At present, surgical treatment methods such as resection and brain nerve stimulation are used in handling treatment-resistant depression. However, those have been limitedly used due to side effects and long convalescence periods.

The research team applied MRgFUS to the four patients treated at the Severance Hospital from 2015 to 2018, during which combined drugs and electroconvulsive therapy failed to relieve their symptoms. The team used Insightec’s ExAblate Neuro in conducting bilateral anterior capsulotomy for resecting brain circuits related to depression and obsession.

The team used approximately 1,000 ultrasonic generators to focus ultrasonic waves on the anterior limb of internal capsule, which causes depression in the brain. The 650 kHz waves incised the capsule after reaching the target site without wave energy loss. The error range was maintained at less than 1 mm by real-time observation.

The MRgFUS-based capsulotomy was successful for each patient, and they returned to their everyday lives the very next day. HAM-D and BDI as objective and subjective depression tests were conducted a week, a month, six months and 12 months after the treatment. In addition, neurological, neuropsychological and MRI examinations were carried out for up to 12 months after the treatment.

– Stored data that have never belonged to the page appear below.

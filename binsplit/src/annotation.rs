//! Loading binning assignments.
//!
//! Each line assigns one contig to one or more bins. Two layouts are accepted:
//! ```text
//! NODE_1_length_5000_cov_10 : CAG1 CAG7
//! NODE_2_length_4100_cov_12	CAG3
//! ```
//! A contig may appear on several lines; its bins accumulate.
use definitions::BinningTable;
use std::io::{BufRead, BufReader};
use std::path::Path;

#[derive(Debug, Clone, Copy, Default, PartialEq, Eq)]
pub struct AnnotationConfig {
    /// If true, a malformed line is an error. Otherwise it is reported and skipped.
    pub strict: bool,
}

impl AnnotationConfig {
    pub fn new(strict: bool) -> Self {
        Self { strict }
    }
}

pub fn load_annotation<P: AsRef<Path>>(
    path: P,
    config: &AnnotationConfig,
) -> std::io::Result<BinningTable> {
    let path = path.as_ref();
    debug!("Opening {:?}", path);
    let reader = std::fs::File::open(path).map(BufReader::new)?;
    let table = parse_annotation(reader, config)?;
    debug!("BINNING\t{}\t{}", table.len(), table.bin_labels().len());
    Ok(table)
}

pub fn parse_annotation<R: BufRead>(
    reader: R,
    config: &AnnotationConfig,
) -> std::io::Result<BinningTable> {
    let mut table = BinningTable::new();
    for (idx, line) in reader.lines().enumerate() {
        let line = line?;
        let line = line.trim_end();
        if line.trim_start().is_empty() || line.trim_start().starts_with('#') {
            continue;
        }
        match parse_line(line) {
            Some((id, bins)) => {
                for bin in bins {
                    table.insert(id, bin);
                }
            }
            None if config.strict => {
                let msg = format!("malformed binning record at line {}: {}", idx + 1, line);
                return Err(std::io::Error::new(std::io::ErrorKind::InvalidData, msg));
            }
            None => warn!("SKIP\t{}\t{}", idx + 1, line),
        }
    }
    Ok(table)
}

// `id : bin bin ...` or `id<whitespace>bin bin ...`.
fn parse_line(line: &str) -> Option<(&str, Vec<&str>)> {
    let (id, rest) = match line.split_once(" : ") {
        Some((id, rest)) => (id.trim(), rest),
        None => {
            let line = line.trim_start();
            let id = line.split_whitespace().next()?;
            (id, &line[id.len()..])
        }
    };
    let bins: Vec<_> = rest.split_whitespace().collect();
    if id.is_empty() || bins.is_empty() {
        None
    } else {
        Some((id, bins))
    }
}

In one year, the four patients’ HAM-D score fell 83 percent and BDI score fell 61.2 percent, marking the world’s first successful treatment of treatment-resistant depression. The treatment entailed neither physical, neurological and psychological complications nor any clinically significant cognitive degeneration.

The team’s work was supported by a U.S. research foundation and recently published in the Bipolar Disorders (IF 5.41) journal.